L'entreprise, avec l'aide de Pôle emploi et l'OPCA dont il relève, définit les compétences que le demandeur d'emploi doit acquérir au cours de l'action de formation pour occuper l'emploi proposé.Cette action est prise en charge par Pôle emploi et, partiellement, par l'OPCA concerné au titre de la professionnalisation ou, plus largement, des fonds mutualisés. Le bénéficiaire a, pendant l'action de formation, le statut de stagiaire de la formation professionnelle.
A l'issue de la formation, l'employeur conclut un contrat de travail (contrat à durée indéterminée, contrat de professionnalisation à durée indéterminée, contrat d'une durée déterminée d'au moins 12 mois) avec le demandeur d'emploi concerné ayant atteint, grâce à l'action de formation, le niveau requis pour occuper l'emploi proposé.
En cas de non conclusion d'un contrat de travail, des modalités d'accompagnement renforcées, fixées dans la convention, seront mises en oeuvre avec Pôle emploi pour réorienter le bénéficiaire.

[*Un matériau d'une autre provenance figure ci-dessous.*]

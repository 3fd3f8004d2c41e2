//! Business logic services for storefront.
//!
//! # Services
//!
//! - `cart` - Cart operations for guests and users, and the login merge
//! - `checkout` - Order assembly from a cart
//! - `orders` - Order queries, payment and status transitions
//! - `payment` - Payment gateway contract and the simulated gateway
//! - `notifications` - Fire-and-forget business notifications

pub mod cart;
pub mod checkout;
pub mod notifications;
pub mod orders;
pub mod payment;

Rappelons, pour conclure, que, à la suite du Sommet social du 18 février 2009, le chef de l'Etat, annonçait, en matière de formation, la création d'un fonds d'investissement social, afin de coordonner les efforts en faveur de l'emploi et de la formation professionnelle, en consolidant différentes sources de financement de l'Etat et des partenaires sociaux.